YOUR TASK ->
Print nothing but the lines below starting at the line that holds "filename src/walk.rs" and ending at the line that holds "the containing directory.", including both, each exactly as written.

Saved data entries ->
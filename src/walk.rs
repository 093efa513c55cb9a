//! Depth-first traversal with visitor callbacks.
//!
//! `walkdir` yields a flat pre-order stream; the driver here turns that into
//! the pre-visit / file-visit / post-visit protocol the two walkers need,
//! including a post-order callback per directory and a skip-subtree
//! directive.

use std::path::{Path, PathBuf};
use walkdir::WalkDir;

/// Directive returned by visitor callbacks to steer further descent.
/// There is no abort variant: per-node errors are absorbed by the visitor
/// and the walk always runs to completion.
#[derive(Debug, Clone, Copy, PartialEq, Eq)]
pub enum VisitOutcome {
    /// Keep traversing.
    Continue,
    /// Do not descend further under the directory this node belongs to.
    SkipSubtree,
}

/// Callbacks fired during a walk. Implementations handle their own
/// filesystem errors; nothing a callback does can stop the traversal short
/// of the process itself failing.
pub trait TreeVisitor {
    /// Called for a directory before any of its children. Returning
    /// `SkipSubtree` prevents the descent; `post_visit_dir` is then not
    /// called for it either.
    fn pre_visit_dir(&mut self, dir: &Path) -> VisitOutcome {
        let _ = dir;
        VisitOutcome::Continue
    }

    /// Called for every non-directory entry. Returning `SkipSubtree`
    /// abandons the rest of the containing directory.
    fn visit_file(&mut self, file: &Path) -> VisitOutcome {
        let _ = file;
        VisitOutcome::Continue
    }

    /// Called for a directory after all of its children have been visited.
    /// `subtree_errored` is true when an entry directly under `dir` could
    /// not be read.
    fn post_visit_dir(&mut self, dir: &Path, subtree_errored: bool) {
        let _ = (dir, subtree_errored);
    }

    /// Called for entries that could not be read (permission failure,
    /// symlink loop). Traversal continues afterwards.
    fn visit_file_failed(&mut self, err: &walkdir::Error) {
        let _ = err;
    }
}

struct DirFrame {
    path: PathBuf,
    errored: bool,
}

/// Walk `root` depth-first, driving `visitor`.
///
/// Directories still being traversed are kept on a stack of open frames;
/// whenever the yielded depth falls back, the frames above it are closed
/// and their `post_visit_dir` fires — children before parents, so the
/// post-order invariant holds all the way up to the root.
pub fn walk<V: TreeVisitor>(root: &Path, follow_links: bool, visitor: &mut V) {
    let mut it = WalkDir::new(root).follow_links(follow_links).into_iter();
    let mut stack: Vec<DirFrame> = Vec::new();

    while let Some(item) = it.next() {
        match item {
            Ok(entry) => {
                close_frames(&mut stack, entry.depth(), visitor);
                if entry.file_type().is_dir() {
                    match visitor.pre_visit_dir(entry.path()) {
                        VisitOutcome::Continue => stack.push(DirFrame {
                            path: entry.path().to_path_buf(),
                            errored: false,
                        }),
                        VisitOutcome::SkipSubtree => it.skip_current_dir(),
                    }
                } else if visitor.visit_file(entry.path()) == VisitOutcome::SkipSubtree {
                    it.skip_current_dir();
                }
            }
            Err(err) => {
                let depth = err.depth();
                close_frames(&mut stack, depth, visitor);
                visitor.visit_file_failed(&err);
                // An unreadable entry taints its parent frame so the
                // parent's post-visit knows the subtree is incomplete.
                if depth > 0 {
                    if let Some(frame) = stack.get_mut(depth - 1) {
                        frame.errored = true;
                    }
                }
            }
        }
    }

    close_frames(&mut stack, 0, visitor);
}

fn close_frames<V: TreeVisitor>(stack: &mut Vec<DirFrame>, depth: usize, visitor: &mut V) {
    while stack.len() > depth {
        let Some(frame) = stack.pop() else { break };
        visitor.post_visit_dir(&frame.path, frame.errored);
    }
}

* * *

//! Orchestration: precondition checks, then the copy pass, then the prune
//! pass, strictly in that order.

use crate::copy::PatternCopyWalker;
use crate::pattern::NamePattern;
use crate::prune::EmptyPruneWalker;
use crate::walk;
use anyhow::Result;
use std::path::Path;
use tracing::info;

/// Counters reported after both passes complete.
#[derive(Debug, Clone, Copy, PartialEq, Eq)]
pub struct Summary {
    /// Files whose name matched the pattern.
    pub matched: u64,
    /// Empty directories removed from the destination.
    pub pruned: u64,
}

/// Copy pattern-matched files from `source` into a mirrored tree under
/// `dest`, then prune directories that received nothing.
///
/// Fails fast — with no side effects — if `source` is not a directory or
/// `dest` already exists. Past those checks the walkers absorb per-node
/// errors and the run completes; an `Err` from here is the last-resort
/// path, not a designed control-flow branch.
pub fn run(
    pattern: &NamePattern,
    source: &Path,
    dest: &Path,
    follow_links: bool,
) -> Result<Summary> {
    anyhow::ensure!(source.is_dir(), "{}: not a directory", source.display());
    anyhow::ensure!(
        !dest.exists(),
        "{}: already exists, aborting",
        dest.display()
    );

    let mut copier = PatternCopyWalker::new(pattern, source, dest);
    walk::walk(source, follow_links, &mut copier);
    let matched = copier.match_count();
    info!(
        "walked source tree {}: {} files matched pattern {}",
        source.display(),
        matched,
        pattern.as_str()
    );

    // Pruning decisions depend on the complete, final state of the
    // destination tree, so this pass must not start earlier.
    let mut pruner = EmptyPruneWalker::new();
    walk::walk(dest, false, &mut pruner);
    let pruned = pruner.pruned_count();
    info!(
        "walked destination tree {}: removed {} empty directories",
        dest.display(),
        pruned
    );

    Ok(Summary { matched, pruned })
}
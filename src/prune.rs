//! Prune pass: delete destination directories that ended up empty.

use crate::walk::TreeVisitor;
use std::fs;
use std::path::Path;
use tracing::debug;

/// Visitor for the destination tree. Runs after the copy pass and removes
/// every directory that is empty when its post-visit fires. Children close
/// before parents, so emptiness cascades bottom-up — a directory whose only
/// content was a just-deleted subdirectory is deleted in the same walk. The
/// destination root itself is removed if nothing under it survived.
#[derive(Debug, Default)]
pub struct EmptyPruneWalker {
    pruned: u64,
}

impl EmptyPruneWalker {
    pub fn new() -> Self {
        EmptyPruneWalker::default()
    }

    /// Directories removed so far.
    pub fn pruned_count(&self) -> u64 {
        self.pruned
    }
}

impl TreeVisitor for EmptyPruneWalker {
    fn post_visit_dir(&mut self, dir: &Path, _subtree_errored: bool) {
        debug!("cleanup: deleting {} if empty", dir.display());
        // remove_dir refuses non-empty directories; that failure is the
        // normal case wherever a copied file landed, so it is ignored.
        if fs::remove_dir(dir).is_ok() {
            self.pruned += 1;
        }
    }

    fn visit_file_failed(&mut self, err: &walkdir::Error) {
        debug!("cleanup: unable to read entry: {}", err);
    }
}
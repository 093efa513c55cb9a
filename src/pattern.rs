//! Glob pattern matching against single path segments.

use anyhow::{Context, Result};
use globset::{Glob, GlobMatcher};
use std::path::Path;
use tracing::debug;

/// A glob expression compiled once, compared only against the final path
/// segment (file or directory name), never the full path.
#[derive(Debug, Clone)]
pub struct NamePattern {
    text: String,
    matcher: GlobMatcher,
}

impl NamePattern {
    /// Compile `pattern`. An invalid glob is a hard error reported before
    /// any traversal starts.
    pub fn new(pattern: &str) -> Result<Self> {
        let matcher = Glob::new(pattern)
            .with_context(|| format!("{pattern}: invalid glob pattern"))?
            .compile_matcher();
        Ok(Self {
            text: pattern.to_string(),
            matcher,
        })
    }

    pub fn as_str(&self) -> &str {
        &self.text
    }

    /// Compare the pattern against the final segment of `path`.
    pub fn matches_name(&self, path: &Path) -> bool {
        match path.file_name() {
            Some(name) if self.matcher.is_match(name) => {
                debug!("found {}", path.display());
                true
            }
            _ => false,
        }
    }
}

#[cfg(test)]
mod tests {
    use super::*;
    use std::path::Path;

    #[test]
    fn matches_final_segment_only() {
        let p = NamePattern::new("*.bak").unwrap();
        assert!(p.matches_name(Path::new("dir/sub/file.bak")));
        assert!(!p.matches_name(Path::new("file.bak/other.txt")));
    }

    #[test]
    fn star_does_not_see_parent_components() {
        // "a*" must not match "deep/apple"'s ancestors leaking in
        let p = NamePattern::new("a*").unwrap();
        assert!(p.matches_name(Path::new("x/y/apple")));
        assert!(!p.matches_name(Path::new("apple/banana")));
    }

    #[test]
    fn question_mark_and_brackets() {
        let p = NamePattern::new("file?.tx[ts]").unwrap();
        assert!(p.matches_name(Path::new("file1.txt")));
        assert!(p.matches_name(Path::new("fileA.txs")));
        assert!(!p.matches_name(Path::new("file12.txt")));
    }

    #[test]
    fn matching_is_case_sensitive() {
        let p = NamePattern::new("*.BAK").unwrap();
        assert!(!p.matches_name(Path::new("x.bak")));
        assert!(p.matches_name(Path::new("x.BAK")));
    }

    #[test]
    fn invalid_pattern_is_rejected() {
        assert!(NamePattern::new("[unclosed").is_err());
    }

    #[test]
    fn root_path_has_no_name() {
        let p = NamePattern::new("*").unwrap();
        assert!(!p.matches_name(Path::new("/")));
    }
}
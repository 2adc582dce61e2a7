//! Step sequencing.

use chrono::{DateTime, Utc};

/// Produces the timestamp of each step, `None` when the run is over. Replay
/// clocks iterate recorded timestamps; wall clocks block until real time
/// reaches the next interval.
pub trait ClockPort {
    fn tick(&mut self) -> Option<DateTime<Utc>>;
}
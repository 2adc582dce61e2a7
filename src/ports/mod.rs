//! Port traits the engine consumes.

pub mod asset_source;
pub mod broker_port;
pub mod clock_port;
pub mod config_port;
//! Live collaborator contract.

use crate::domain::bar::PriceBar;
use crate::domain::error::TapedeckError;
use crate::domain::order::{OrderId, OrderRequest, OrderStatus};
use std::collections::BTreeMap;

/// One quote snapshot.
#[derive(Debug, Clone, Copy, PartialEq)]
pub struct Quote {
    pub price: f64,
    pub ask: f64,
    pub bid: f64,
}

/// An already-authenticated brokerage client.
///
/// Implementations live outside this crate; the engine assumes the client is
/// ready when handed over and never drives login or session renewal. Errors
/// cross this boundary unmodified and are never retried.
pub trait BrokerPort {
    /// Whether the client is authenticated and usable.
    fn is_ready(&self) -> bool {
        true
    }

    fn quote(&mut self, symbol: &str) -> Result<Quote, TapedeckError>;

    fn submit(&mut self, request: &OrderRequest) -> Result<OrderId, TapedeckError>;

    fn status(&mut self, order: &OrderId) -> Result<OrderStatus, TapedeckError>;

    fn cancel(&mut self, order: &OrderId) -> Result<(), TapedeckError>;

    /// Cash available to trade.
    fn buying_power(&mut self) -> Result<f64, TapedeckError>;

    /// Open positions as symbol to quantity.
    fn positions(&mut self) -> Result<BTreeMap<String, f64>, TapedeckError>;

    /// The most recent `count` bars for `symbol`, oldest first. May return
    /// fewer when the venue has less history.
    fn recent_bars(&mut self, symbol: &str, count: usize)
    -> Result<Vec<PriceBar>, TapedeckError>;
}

REPLY TO THE EXERCISE ->
filename src/walk.rs
repository 093efa513c55cb9a
//! Depth-first traversal with visitor callbacks.
//!
//! `walkdir` yields a flat pre-order stream; the driver here turns that into
//! the pre-visit / file-visit / post-visit protocol the two walkers need,
//! including a post-order callback per directory and a skip-subtree
//! directive.

use std::path::{Path, PathBuf};
use walkdir::WalkDir;

/// Directive returned by visitor callbacks to steer further descent.
/// There is no abort variant: per-node errors are absorbed by the visitor
/// and the walk always runs to completion.
#[derive(Debug, Clone, Copy, PartialEq, Eq)]
pub enum VisitOutcome {
    /// Keep traversing.
    Continue,
    /// Do not descend further under the directory this node belongs to.
    SkipSubtree,
}

/// Callbacks fired during a walk. Implementations handle their own
/// filesystem errors; nothing a callback does can stop the traversal short
/// of the process itself failing.
pub trait TreeVisitor {
    /// Called for a directory before any of its children. Returning
    /// `SkipSubtree` prevents the descent; `post_visit_dir` is then not
    /// called for it either.
    fn pre_visit_dir(&mut self, dir: &Path) -> VisitOutcome {
        let _ = dir;
        VisitOutcome::Continue
    }

    /// Called for every non-directory entry. Returning `SkipSubtree`
    /// abandons the rest of the containing directory.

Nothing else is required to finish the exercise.